What is expected: From the entries below, copy exactly the lines from the one that contains "app.window_list().render(frame, chunks[1]);" through the one that contains "fn centered_area(area: Rect, percent_x: u16, percent_y: u16)", both included, and only those.

::: Supplied data :::

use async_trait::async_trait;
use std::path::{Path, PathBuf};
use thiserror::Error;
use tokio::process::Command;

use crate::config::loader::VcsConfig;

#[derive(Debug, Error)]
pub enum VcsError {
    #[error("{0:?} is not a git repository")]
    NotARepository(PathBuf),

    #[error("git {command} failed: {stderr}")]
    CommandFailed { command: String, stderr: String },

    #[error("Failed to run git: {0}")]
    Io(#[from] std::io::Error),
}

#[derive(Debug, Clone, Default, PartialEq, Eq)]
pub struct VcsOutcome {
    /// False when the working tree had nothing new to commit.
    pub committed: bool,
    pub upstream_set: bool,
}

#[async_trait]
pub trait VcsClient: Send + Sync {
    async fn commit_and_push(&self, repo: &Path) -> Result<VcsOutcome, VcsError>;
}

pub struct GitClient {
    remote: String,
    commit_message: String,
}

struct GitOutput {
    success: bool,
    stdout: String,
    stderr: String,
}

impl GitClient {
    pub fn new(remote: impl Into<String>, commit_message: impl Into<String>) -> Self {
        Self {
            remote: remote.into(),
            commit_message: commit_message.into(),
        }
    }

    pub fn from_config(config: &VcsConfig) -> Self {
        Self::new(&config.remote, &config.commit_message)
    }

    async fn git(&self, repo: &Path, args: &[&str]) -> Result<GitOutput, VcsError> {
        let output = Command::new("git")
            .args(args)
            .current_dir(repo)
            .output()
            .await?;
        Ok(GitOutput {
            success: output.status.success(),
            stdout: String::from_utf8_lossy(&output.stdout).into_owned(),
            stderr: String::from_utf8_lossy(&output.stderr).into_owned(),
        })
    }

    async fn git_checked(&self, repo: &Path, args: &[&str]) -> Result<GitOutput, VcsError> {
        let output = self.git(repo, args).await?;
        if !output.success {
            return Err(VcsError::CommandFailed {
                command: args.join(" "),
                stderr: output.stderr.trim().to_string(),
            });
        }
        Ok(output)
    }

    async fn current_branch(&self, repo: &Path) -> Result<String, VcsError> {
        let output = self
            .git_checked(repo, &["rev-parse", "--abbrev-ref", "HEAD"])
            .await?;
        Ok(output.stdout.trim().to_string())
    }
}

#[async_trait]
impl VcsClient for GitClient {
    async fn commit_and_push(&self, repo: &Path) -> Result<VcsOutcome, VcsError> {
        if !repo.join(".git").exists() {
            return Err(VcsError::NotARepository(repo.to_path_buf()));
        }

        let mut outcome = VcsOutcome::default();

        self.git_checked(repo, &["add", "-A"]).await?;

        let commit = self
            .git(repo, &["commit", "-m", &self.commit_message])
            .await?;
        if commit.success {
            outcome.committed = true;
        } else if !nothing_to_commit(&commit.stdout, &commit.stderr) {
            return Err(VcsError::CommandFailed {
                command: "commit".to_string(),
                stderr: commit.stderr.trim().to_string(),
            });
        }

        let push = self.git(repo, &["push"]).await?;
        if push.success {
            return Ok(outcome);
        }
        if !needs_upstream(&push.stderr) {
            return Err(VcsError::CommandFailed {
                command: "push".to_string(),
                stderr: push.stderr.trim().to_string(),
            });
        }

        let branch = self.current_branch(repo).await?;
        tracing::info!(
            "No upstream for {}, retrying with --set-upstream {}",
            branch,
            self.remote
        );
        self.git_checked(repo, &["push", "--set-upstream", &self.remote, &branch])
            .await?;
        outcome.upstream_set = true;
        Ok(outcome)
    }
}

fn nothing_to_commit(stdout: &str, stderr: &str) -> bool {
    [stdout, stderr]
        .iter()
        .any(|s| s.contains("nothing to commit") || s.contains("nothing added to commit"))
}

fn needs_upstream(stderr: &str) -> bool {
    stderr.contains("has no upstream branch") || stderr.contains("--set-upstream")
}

:::
::: Supplied data :::

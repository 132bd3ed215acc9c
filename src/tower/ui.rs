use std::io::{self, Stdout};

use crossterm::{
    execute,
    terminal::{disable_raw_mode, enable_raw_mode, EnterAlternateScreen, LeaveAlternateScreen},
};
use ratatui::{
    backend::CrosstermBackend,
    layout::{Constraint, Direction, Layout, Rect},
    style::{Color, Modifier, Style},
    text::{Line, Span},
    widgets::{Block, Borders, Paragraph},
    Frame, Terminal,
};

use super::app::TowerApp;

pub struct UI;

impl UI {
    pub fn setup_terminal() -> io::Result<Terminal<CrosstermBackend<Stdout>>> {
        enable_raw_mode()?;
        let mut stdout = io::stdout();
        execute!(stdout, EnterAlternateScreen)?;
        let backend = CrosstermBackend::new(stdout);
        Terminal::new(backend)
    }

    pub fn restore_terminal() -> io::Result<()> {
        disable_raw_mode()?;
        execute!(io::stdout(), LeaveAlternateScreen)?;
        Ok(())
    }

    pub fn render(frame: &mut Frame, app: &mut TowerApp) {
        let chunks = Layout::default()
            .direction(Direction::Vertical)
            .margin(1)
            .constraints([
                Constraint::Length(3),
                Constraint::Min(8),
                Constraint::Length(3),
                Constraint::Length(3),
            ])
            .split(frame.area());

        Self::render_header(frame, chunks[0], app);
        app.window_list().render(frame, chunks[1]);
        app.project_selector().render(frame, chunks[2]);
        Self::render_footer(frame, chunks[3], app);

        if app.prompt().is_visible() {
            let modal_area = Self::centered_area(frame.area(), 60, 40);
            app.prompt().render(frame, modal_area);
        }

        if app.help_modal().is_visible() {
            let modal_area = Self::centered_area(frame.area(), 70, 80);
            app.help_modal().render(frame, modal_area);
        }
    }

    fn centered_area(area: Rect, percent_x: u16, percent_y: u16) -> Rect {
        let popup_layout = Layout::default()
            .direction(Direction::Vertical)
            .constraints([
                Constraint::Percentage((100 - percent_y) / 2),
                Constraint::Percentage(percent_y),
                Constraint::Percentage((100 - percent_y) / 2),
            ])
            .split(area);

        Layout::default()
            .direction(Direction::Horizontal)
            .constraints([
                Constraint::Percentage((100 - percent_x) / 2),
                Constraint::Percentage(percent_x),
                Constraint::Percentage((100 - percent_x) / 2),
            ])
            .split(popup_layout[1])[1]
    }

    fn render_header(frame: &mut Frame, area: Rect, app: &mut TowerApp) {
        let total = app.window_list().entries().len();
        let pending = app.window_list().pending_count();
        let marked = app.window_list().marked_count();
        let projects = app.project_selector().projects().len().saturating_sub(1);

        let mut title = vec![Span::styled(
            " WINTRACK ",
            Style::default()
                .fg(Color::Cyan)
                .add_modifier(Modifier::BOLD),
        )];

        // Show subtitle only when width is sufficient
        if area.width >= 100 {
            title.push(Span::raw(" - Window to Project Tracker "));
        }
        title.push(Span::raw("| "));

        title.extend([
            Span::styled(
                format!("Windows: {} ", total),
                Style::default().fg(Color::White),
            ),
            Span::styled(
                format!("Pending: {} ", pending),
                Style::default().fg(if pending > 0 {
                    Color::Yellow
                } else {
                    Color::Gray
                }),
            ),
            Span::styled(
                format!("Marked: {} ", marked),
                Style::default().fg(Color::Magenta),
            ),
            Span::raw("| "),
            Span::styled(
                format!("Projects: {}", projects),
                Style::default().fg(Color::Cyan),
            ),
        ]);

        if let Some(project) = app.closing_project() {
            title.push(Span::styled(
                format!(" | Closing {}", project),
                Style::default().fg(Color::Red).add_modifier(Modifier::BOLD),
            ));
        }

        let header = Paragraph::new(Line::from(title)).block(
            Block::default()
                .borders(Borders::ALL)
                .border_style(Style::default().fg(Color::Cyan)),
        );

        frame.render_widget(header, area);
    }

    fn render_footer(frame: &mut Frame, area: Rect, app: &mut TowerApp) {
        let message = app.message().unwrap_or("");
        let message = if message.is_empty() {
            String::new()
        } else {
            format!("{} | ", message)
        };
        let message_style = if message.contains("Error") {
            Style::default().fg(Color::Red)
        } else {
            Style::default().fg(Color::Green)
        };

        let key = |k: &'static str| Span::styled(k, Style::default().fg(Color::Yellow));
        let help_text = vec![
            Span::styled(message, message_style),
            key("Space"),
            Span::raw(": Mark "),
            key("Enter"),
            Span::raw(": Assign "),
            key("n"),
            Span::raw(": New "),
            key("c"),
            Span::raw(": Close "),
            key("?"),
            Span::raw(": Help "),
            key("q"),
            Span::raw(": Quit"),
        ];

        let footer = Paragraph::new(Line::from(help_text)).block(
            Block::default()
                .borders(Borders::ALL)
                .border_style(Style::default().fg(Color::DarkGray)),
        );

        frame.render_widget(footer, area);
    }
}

:::

Answer to this problem:
        app.window_list().render(frame, chunks[1]);
        app.project_selector().render(frame, chunks[2]);
        Self::render_footer(frame, chunks[3], app);

        if app.prompt().is_visible() {
            let modal_area = Self::centered_area(frame.area(), 60, 40);
            app.prompt().render(frame, modal_area);
        }

        if app.help_modal().is_visible() {
            let modal_area = Self::centered_area(frame.area(), 70, 80);
            app.help_modal().render(frame, modal_area);
        }
    }

    fn centered_area(area: Rect, percent_x: u16, percent_y: u16) -> Rect {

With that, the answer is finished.